Stored data
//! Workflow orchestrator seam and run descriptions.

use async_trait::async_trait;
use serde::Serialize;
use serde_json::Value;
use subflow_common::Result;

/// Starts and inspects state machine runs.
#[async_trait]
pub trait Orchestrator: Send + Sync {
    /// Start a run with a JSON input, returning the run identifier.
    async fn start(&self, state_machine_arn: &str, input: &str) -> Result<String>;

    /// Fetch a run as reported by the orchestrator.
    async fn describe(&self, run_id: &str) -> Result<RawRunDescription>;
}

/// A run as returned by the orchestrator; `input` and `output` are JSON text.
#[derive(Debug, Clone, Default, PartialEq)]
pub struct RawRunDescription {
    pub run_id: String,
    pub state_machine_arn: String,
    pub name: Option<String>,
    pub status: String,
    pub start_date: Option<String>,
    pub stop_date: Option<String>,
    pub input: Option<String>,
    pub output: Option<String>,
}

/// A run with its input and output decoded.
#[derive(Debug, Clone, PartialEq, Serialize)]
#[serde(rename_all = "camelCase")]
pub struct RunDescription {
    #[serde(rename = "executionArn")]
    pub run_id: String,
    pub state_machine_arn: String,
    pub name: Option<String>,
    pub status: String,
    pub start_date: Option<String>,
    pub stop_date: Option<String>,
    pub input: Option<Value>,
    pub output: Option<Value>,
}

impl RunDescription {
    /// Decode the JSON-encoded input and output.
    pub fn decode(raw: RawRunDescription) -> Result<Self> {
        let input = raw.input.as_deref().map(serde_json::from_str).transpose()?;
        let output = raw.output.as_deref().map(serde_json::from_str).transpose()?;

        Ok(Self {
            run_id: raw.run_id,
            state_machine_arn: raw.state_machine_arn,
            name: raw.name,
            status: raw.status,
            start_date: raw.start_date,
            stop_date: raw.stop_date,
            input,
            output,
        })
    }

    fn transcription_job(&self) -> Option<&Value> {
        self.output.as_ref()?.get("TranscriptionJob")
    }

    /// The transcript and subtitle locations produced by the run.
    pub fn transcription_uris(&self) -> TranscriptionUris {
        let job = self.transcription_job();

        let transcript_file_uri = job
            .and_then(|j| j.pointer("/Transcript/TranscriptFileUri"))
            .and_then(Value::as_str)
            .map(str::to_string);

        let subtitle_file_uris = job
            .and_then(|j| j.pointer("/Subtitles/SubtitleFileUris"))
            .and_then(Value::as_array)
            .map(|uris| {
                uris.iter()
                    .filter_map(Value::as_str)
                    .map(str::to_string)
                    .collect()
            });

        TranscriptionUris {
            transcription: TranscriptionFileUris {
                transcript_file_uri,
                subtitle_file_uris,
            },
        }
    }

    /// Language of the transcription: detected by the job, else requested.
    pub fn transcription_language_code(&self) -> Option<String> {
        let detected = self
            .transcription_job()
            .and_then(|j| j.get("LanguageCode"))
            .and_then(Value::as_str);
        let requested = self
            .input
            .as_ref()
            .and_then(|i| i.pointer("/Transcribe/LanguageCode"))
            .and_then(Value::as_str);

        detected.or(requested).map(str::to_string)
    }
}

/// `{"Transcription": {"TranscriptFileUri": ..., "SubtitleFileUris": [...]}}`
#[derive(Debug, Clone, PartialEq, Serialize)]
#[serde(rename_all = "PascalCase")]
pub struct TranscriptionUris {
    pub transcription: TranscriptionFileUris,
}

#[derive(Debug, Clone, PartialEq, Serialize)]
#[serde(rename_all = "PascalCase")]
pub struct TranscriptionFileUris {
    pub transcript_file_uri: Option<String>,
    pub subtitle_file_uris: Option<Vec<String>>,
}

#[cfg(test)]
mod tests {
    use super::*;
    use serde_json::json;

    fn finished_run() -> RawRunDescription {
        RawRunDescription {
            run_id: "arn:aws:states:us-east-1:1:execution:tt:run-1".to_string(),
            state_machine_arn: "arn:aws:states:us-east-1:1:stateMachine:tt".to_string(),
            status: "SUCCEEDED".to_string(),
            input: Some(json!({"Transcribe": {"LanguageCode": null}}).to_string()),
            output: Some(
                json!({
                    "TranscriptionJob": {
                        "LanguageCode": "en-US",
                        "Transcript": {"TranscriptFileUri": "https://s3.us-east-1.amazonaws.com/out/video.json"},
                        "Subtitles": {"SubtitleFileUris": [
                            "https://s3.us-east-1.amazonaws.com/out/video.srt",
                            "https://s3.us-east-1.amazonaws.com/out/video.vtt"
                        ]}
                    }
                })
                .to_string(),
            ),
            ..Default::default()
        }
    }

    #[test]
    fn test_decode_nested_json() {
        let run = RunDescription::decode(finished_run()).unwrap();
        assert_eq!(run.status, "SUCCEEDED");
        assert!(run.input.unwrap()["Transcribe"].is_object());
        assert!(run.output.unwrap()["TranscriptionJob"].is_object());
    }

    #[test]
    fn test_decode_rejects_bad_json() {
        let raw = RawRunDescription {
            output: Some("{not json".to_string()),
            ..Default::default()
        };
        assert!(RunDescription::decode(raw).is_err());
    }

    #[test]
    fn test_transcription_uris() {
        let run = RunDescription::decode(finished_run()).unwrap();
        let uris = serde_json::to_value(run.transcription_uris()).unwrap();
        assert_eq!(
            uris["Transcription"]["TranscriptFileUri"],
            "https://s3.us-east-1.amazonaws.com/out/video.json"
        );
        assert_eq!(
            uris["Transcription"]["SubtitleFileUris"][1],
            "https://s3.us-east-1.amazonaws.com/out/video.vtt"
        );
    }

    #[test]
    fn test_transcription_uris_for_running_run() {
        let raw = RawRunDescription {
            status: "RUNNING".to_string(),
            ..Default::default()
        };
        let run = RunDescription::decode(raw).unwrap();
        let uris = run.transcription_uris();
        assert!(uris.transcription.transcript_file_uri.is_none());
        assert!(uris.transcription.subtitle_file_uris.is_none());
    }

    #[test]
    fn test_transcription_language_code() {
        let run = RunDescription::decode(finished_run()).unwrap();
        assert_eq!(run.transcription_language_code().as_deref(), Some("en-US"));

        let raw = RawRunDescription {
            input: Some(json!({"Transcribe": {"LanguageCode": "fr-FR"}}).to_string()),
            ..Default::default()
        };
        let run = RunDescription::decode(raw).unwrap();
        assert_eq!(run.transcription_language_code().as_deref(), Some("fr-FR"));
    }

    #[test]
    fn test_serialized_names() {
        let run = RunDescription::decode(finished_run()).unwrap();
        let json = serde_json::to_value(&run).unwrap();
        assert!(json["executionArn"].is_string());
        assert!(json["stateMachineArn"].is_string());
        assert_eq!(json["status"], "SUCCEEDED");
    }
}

--

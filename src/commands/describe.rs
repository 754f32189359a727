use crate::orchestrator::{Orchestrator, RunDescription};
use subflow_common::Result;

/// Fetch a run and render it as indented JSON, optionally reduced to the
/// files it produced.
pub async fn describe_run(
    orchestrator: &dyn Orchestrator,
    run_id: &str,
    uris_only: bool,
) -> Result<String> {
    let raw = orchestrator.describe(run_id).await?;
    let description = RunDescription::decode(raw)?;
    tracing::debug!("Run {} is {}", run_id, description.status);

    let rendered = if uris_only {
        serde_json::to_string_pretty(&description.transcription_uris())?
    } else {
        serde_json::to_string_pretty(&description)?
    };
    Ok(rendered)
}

- [Instructions for the task]:
Identify all lines in the records above with the word "detected".

- [Your solution]:
    /// Language of the transcription: detected by the job, else requested.
        let detected = self
        detected.or(requested).map(str::to_string)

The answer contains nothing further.